### REQUIRED WORK
Starting at the line that contains "pub fn start(&mut" in the listing below, write out every line word for word until you have written the line that contains "return false;".

Segment Start: STORED DATA

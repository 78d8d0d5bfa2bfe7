//! Focus session commands for CLI.

use std::io::Write;
use std::time::Duration;

use chrono::{DateTime, Utc};
use clap::Subcommand;
use cluckplan_core::stats::format_clock;
use cluckplan_core::{Clock, Config, CountdownEvent, FocusCountdown, SystemClock};

use super::{open_store, print_json, CmdResult};

#[derive(Subcommand)]
pub enum FocusAction {
    /// Plan a focus session
    Add {
        /// Session title
        title: String,
        /// Planned length in minutes
        #[arg(long, default_value = "25")]
        minutes: u64,
        /// Start time (RFC 3339, default: now)
        #[arg(long)]
        start: Option<DateTime<Utc>>,
    },
    /// List focus sessions
    List {
        /// Only sessions starting today
        #[arg(long)]
        today: bool,
    },
    /// Mark a session active
    Start {
        /// Session ID
        id: String,
    },
    /// Complete a session with the time actually spent
    Complete {
        /// Session ID
        id: String,
        /// Seconds actually focused (default: the planned duration)
        #[arg(long)]
        actual_secs: Option<u64>,
    },
    /// Delete a session
    Delete {
        /// Session ID
        id: String,
    },
    /// Start a session and count it down in the terminal
    Run {
        /// Session ID
        id: String,
    },
}

pub fn run(action: FocusAction) -> CmdResult {
    let config = Config::load_or_default();
    let mut store = open_store(&config)?;

    match action {
        FocusAction::Add {
            title,
            minutes,
            start,
        } => {
            let start = start.unwrap_or_else(|| SystemClock.now());
            let session = store.add_focus_session(title, minutes.saturating_mul(60), start);
            print_json(&store, &session)?;
        }
        FocusAction::List { today } => {
            let sessions: Vec<_> = if today {
                store.todays_sessions()
            } else {
                store.focus_sessions().iter().collect()
            };
            print_json(&store, &sessions)?;
        }
        FocusAction::Start { id } => {
            store.start_focus_session(&id)?;
            print_json(&store, &store.focus_session(&id))?;
        }
        FocusAction::Complete { id, actual_secs } => {
            let planned = store
                .focus_session(&id)
                .map(|s| s.duration_secs)
                .unwrap_or_default();
            let feathers = store.complete_focus_session(&id, actual_secs.unwrap_or(planned))?;
            print_json(
                &store,
                &serde_json::json!({
                    "session": store.focus_session(&id),
                    "feathers": feathers,
                }),
            )?;
        }
        FocusAction::Delete { id } => {
            let session = store.delete_focus_session(&id)?;
            print_json(&store, &session)?;
        }
        FocusAction::Run { id } => {
            store.start_focus_session(&id)?;
            let session = store
                .focus_session(&id)
                .cloned()
                .ok_or_else(|| format!("focus session not found: {id}"))?;

            let mut countdown = FocusCountdown::new();
            countdown.start(&session);
            let second = Duration::from_secs(1);
            let completed = loop {
                eprint!("\r{} {}", session.title, format_clock(countdown.remaining_secs()));
                let _ = std::io::stderr().flush();
                std::thread::sleep(second);
                if let Some(event) = countdown.advance(second) {
                    break event;
                }
            };
            eprintln!();

            let CountdownEvent::Completed {
                session_id,
                actual_secs,
            } = completed;
            let feathers = store.complete_focus_session(&session_id, actual_secs)?;
            print_json(
                &store,
                &serde_json::json!({
                    "session": store.focus_session(&session_id),
                    "feathers": feathers,
                }),
            )?;
        }
    }
    Ok(())
}
impl GameRound {
    pub fn new(settings: RoundSettings, seed: u64) -> Self {
        let player = settings.field_center();
        let remaining_secs = settings.round_secs;
        Self {
            settings,
            rng: Pcg32::seed_from_u64(seed),
            phase: RoundPhase::Idle,
            score: 0,
            collected: 0,
            remaining_secs,
            player,
            collectibles: Vec::new(),
            timers: None,
            ticks: 0,
            next_id: 0,
            summary: None,
            reported: false,
        }
    }

    // ── Queries ──────────────────────────────────────────────────────

    pub fn phase(&self) -> RoundPhase {
        self.phase
    }

    pub fn score(&self) -> u32 {
        self.score
    }

    pub fn remaining_secs(&self) -> u32 {
        self.remaining_secs
    }

    pub fn player(&self) -> Vec2 {
        self.player
    }

    pub fn collectibles(&self) -> &[Collectible] {
        &self.collectibles
    }

    /// Simulation steps run since the round started.
    pub fn ticks(&self) -> u64 {
        self.ticks
    }

    pub fn summary(&self) -> Option<RoundSummary> {
        self.summary
    }

    /// Whether any round timer is still live.
    pub fn timers_running(&self) -> bool {
        self.timers.as_ref().is_some_and(|t| {
            !(t.sim.is_cancelled() && t.spawn.is_cancelled() && t.countdown.is_cancelled())
        })
    }

    /// Copy the live round into the persisted aggregate, keeping its theme.
    pub fn snapshot_into(&self, state: &mut GameState) {
        state.score = self.score;
        state.feathers_collected = self.collected;
        state.is_active = self.phase == RoundPhase::Active;
        state.player_position = Vec2::new(
            self.player.x / self.settings.field_width.max(f32::EPSILON),
            self.player.y / self.settings.field_height.max(f32::EPSILON),
        );
        state.collectibles = self.collectibles.clone();
    }

    // ── Commands ─────────────────────────────────────────────────────

    /// Begin a fresh round. Restarting from any phase clears the previous one.
    pub fn start(&mut self) {
        self.clear();
        self.timers = Some(RoundTimers::arm(&self.settings));
        self.phase = RoundPhase::Active;
        tracing::debug!(round_secs = self.settings.round_secs, "game round started");
    }

    /// Abandon an active round without scoring. Returns `false` if nothing
    /// was running.
    pub fn stop(&mut self) -> bool {
        if self.phase != RoundPhase::Active {
            return false;
        }
        self.clear();
        tracing::debug!("game round stopped");
        true
    }

    /// Back to a clean `Idle` round, e.g. after the game-over screen.
    pub fn reset(&mut self) {
        self.clear();
    }

    /// Place the player under the pointer, kept fully inside the field.
    pub fn move_player(&mut self, target: Vec2) {
        if self.phase != RoundPhase::Active {
            return;
        }
        let r = self.settings.player_radius();
        let max = Vec2::new(self.settings.field_width - r, self.settings.field_height - r);
        self.player = target.clamp(Vec2::splat(r), max.max(Vec2::splat(r)));
    }

    /// Feed elapsed wall time to the round timers.
    ///
    /// Time is consumed in slices of at most one tick so spawns, steps and
    /// the countdown interleave in order even for long frames.
    pub fn advance(&mut self, dt: Duration) -> Vec<GameEvent> {
        let mut events = Vec::new();
        let slice_max = self.settings.tick_period();
        let mut left = dt;

        while !left.is_zero() && self.phase == RoundPhase::Active {
            let slice = left.min(slice_max);
            left -= slice;

            let Some(timers) = self.timers.as_mut() else {
                break;
            };
            let spawns = timers.spawn.advance(slice);
            let steps = timers.sim.advance(slice);
            let seconds = timers.countdown.advance(slice);

            for _ in 0..spawns {
                let (id, x) = self.spawn();
                events.push(GameEvent::Spawned { id, x });
            }
            for _ in 0..steps {
                events.extend(self.step());
            }
            for _ in 0..seconds {
                self.remaining_secs = self.remaining_secs.saturating_sub(1);
                events.push(GameEvent::CountdownTick {
                    remaining_secs: self.remaining_secs,
                });
                if self.remaining_secs == 0 {
                    events.push(GameEvent::RoundOver(self.finish()));
                    break;
                }
            }
        }
        events
    }

    /// One fixed simulation step: integrate, cull, collect.
    pub fn step(&mut self) -> Vec<GameEvent> {
        self.ticks += 1;

        for c in &mut self.collectibles {
            c.position.y += c.fall_speed;
            c.rotation = (c.rotation + c.rotation_speed).rem_euclid(360.0);
            if c.collected {
                c.despawn_in_ticks = c.despawn_in_ticks.saturating_sub(1);
            }
        }

        let floor = self.settings.field_height + self.settings.collectible_radius();
        self.collectibles
            .retain(|c| c.position.y <= floor && !(c.collected && c.despawn_in_ticks == 0));

        let reach = collect_radius(
            self.settings.player_radius(),
            self.settings.collectible_radius(),
            self.settings.collect_tolerance,
        );
        let points = self.settings.points_per_collectible;
        let fade = self.settings.fade_ticks();
        let mut events = Vec::new();
        for c in self.collectibles.iter_mut().filter(|c| !c.collected) {
            if within_reach(self.player, c.position, reach) {
                c.collected = true;
                c.scale = 0.1;
                c.despawn_in_ticks = fade;
                self.score = self.score.saturating_add(points);
                self.collected += 1;
                events.push(GameEvent::Collected { id: c.id, points });
            }
        }
        events
    }

    /// Drop a feather at a random spot on the top edge.
    pub fn spawn(&mut self) -> (u64, f32) {
        let s = &self.settings;
        let lo = s.collectible_size;
        let hi = (s.field_width - s.collectible_size).max(lo);
        let x = self.rng.gen_range(lo..=hi);
        let rotation = self.rng.gen_range(0.0..360.0);
        let fall_speed = self.rng.gen_range(s.min_fall_speed..=s.max_fall_speed.max(s.min_fall_speed));
        let spin = s.max_rotation_speed.abs();
        let rotation_speed = self.rng.gen_range(-spin..=spin);
        let id = self.push_collectible(Vec2::new(x, 0.0), rotation, fall_speed, rotation_speed);
        (id, x)
    }

    /// Place a feather explicitly. Used by replays and tests.
    pub fn spawn_at(&mut self, position: Vec2, fall_speed: f32, rotation_speed: f32) -> u64 {
        self.push_collectible(position, 0.0, fall_speed, rotation_speed)
    }

    /// Report the final score to the store. Only the first call after a
    /// round ends has any effect.
    pub fn report_to(&mut self, store: &mut AppStore) -> Option<RoundSummary> {
        let summary = self.summary?;
        if self.reported || self.phase != RoundPhase::GameOver {
            return None;
        }
        self.reported = true;
        store.sync_game_state(|state| self.snapshot_into(state));
        store.update_game_score(summary.final_score);
        Some(summary)
    }

    // ── Internal ─────────────────────────────────────────────────────

    fn push_collectible(
        &mut self,
        position: Vec2,
        rotation: f32,
        fall_speed: f32,
        rotation_speed: f32,
    ) -> u64 {
        let id = self.next_id;
        self.next_id += 1;
        self.collectibles.push(Collectible {
            id,
            position,
            rotation,
            fall_speed,
            rotation_speed,
            scale: 1.0,
            collected: false,
            despawn_in_ticks: 0,
        });
        id
    }

    fn finish(&mut self) -> RoundSummary {
        self.cancel_timers();
        self.phase = RoundPhase::GameOver;
        let summary = RoundSummary {
            final_score: self.score,
            feathers_earned: game_feathers(self.score),
            collected: self.collected,
        };
        self.summary = Some(summary);
        tracing::debug!(score = summary.final_score, "game round over");
        summary
    }

    fn cancel_timers(&mut self) {
        if let Some(timers) = self.timers.as_mut() {
            timers.cancel_all();
        }
    }

    fn clear(&mut self) {
        self.cancel_timers();
        self.timers = None;
        self.phase = RoundPhase::Idle;
        self.score = 0;
        self.collected = 0;
        self.remaining_secs = self.settings.round_secs;
        self.player = self.settings.field_center();
        self.collectibles.clear();
        self.ticks = 0;
        self.summary = None;
        self.reported = false;
    }
}

#[cfg(test)]
mod tests {
    use super::*;

    fn active_round() -> GameRound {
        let mut round = GameRound::new(RoundSettings::default(), 7);
        round.start();
        round
    }

    #[test]
    fn starts_idle_at_center() {
        let round = GameRound::new(RoundSettings::default(), 1);
        assert_eq!(round.phase(), RoundPhase::Idle);
        assert_eq!(round.player(), Vec2::new(180.0, 175.0));
        assert_eq!(round.remaining_secs(), 30);
    }

    #[test]
    fn linear_fall_and_cull() {
        let mut round = active_round();
        let id = round.spawn_at(Vec2::new(100.0, 0.0), 3.0, 0.0);
        for _ in 0..50 {
            round.step();
        }
        let c = round.collectibles().iter().find(|c| c.id == id).unwrap();
        assert_eq!(c.position.y, 150.0);

        // 350 + 12.5 = 362.5 is the floor; 120 ticks -> 360, 121 -> 363.
        for _ in 50..120 {
            round.step();
        }
        assert!(round.collectibles().iter().any(|c| c.id == id));
        round.step();
        assert!(round.collectibles().iter().all(|c| c.id != id));
        assert_eq!(round.score(), 0);
    }

    #[test]
    fn collecting_scores_once_and_fades() {
        let mut round = active_round();
        round.move_player(Vec2::new(200.0, 300.0));
        round.spawn_at(Vec2::new(205.0, 302.0), 0.0, 0.0);
        let events = round.step();
        assert_eq!(events, vec![GameEvent::Collected { id: 0, points: 10 }]);
        assert_eq!(round.score(), 10);
        assert_eq!(round.collectibles()[0].scale, 0.1);

        // Still overlapping, but never scored twice.
        for _ in 0..3 {
            assert!(round.step().is_empty());
        }
        assert_eq!(round.score(), 10);
        for _ in 0..10 {
            round.step();
        }
        assert!(round.collectibles().is_empty());
    }

    #[test]
    fn simultaneous_collections_each_score() {
        let mut round = active_round();
        round.move_player(Vec2::new(100.0, 100.0));
        round.spawn_at(Vec2::new(95.0, 100.0), 0.0, 0.0);
        round.spawn_at(Vec2::new(105.0, 100.0), 0.0, 0.0);
        assert_eq!(round.step().len(), 2);
        assert_eq!(round.score(), 20);
    }

    #[test]
    fn player_is_clamped_to_field() {
        let mut round = active_round();
        round.move_player(Vec2::new(-50.0, 1000.0));
        assert_eq!(round.player(), Vec2::new(20.0, 330.0));
    }

    #[test]
    fn idle_round_ignores_input() {
        let mut round = GameRound::new(RoundSettings::default(), 1);
        round.move_player(Vec2::new(10.0, 10.0));
        assert_eq!(round.player(), Vec2::new(180.0, 175.0));
        assert!(round.advance(Duration::from_secs(5)).is_empty());
    }

    #[test]
    fn spawn_cadence_follows_delay_and_interval() {
        let mut round = active_round();
        let spawned = |events: &[GameEvent]| {
            events
                .iter()
                .filter(|e| matches!(e, GameEvent::Spawned { .. }))
                .count()
        };
        assert_eq!(spawned(&round.advance(Duration::from_millis(1500))), 0);
        assert_eq!(spawned(&round.advance(Duration::from_millis(100))), 1);
        assert_eq!(spawned(&round.advance(Duration::from_millis(1200))), 2);
    }

    #[test]
    fn spawned_feathers_stay_in_bounds() {
        let mut round = active_round();
        for _ in 0..200 {
            round.spawn();
        }
        for c in round.collectibles() {
            assert!((25.0..=335.0).contains(&c.position.x));
            assert!((2.0..=4.0).contains(&c.fall_speed));
            assert!((-3.0..=3.0).contains(&c.rotation_speed));
            assert_eq!(c.position.y, 0.0);
        }
    }

    #[test]
    fn countdown_ends_round_and_cancels_timers() {
        let mut round = active_round();
        let events = round.advance(Duration::from_secs(31));
        assert_eq!(round.phase(), RoundPhase::GameOver);
        assert!(!round.timers_running());
        let over = events
            .iter()
            .filter(|e| matches!(e, GameEvent::RoundOver(_)))
            .count();
        assert_eq!(over, 1);
        assert_eq!(round.remaining_secs(), 0);
        // Further time does nothing.
        assert!(round.advance(Duration::from_secs(5)).is_empty());
    }

    #[test]
    fn stop_discards_round() {
        let mut round = active_round();
        round.move_player(Vec2::new(50.0, 50.0));
        round.spawn_at(Vec2::new(50.0, 50.0), 0.0, 0.0);
        round.step();
        assert!(round.stop());
        assert!(!round.stop());
        assert_eq!(round.phase(), RoundPhase::Idle);
        assert_eq!(round.score(), 0);
        assert!(round.summary().is_none());
        assert!(!round.timers_running());
    }

    #[test]
    fn same_seed_same_round() {
        let mut a = GameRound::new(RoundSettings::default(), 42);
        let mut b = GameRound::new(RoundSettings::default(), 42);
        a.start();
        b.start();
        let dt = Duration::from_millis(16);
        for _ in 0..300 {
            assert_eq!(a.advance(dt), b.advance(dt));
        }
        assert_eq!(a.collectibles(), b.collectibles());
    }

    #[test]
    fn snapshot_normalizes_player() {
        let mut round = active_round();
        round.move_player(Vec2::new(90.0, 175.0));
        let mut state = GameState::default();
        round.snapshot_into(&mut state);
        assert_eq!(state.player_position, Vec2::new(0.25, 0.5));
        assert!(state.is_active);
    }
}
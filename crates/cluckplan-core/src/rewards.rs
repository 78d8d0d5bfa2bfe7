//! Feather reward rules.
//!
//! Pure functions only. The store decides when an event happened and applies
//! the resulting [`FeatherDelta`] to [`Statistics`](crate::stats::Statistics).

use serde::{Deserialize, Serialize};

use crate::game::Theme;

/// Feathers credited for completing a task.
pub const TASK_COMPLETION_FEATHERS: u32 = 5;

/// Focus seconds per feather (one feather per full minute).
pub const SECONDS_PER_FEATHER: u64 = 60;

/// Game points per feather.
pub const POINTS_PER_FEATHER: u32 = 10;

/// Something that moves the feather balance.
#[derive(Debug, Clone, Copy, PartialEq, Eq, Serialize, Deserialize)]
#[serde(tag = "kind", rename_all = "snake_case")]
pub enum RewardEvent {
    TaskCompleted,
    /// Task un-completed, or deleted while completed.
    TaskReverted,
    FocusCompleted { actual_secs: u64 },
    GameEnded { score: u32 },
    ThemePurchased { theme: Theme },
}

/// Signed change to the feather balance.
#[derive(Debug, Clone, Copy, PartialEq, Eq, Serialize, Deserialize)]
pub struct FeatherDelta {
    pub amount: i64,
    /// Whether daily/weekly rolling counters move too.
    pub rolling: bool,
}

pub fn focus_feathers(actual_secs: u64) -> u32 {
    u32::try_from(actual_secs / SECONDS_PER_FEATHER).unwrap_or(u32::MAX)
}

pub fn game_feathers(score: u32) -> u32 {
    score / POINTS_PER_FEATHER
}

pub fn feather_delta(event: RewardEvent) -> FeatherDelta {
    match event {
        RewardEvent::TaskCompleted => FeatherDelta {
            amount: i64::from(TASK_COMPLETION_FEATHERS),
            rolling: true,
        },
        RewardEvent::TaskReverted => FeatherDelta {
            amount: -i64::from(TASK_COMPLETION_FEATHERS),
            rolling: true,
        },
        RewardEvent::FocusCompleted { actual_secs } => FeatherDelta {
            amount: i64::from(focus_feathers(actual_secs)),
            rolling: true,
        },
        RewardEvent::GameEnded { score } => FeatherDelta {
            amount: i64::from(game_feathers(score)),
            rolling: true,
        },
        // Spending does not undo what was earned today.
        RewardEvent::ThemePurchased { theme } => FeatherDelta {
            amount: -i64::from(theme.cost()),
            rolling: false,
        },
    }
}

/// Apply a signed delta to an unsigned counter, flooring at zero.
pub(crate) fn apply_delta(counter: &mut u32, amount: i64) {
    let next = (i64::from(*counter) + amount).clamp(0, i64::from(u32::MAX));
    *counter = next as u32;
}
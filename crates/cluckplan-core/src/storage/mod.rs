mod config;
pub mod database;
pub mod gateway;

pub use config::{Config, LogConfig, StorageConfig};
pub use database::Database;
pub use gateway::{
    Aggregates, KvGateway, KvStore, LoadReport, MemoryKv, PersistenceGateway, GAME_STATE_KEY,
    SCHEMA_VERSION, SESSIONS_KEY, STATISTICS_KEY, TASKS_KEY,
};

use std::path::PathBuf;

use crate::error::StorageError;

/// Returns the data directory, creating it if needed.
///
/// `CLUCKPLAN_DATA_DIR` wins when set. Otherwise `~/.config/cluckplan`, or
/// `~/.config/cluckplan-dev` with `CLUCKPLAN_ENV=dev`.
///
/// # Errors
/// Returns an error if creating the directory fails.
pub fn data_dir() -> Result<PathBuf, StorageError> {
    let dir = match std::env::var_os("CLUCKPLAN_DATA_DIR") {
        Some(explicit) => PathBuf::from(explicit),
        None => {
            let base_dir = dirs::home_dir()
                .unwrap_or_else(|| PathBuf::from("."))
                .join(".config");
            let env = std::env::var("CLUCKPLAN_ENV").unwrap_or_else(|_| "production".to_string());
            if env == "dev" {
                base_dir.join("cluckplan-dev")
            } else {
                base_dir.join("cluckplan")
            }
        }
    };

    std::fs::create_dir_all(&dir)
        .map_err(|e| StorageError::DataDir(format!("{}: {e}", dir.display())))?;
    Ok(dir)
}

Segment End: STORED DATA

### WORKED SOLUTION
    pub fn start(&mut self) {
        self.clear();
        self.timers = Some(RoundTimers::arm(&self.settings));
        self.phase = RoundPhase::Active;
        tracing::debug!(round_secs = self.settings.round_secs, "game round started");
    }

    /// Abandon an active round without scoring. Returns `false` if nothing
    /// was running.
    pub fn stop(&mut self) -> bool {
        if self.phase != RoundPhase::Active {
            return false;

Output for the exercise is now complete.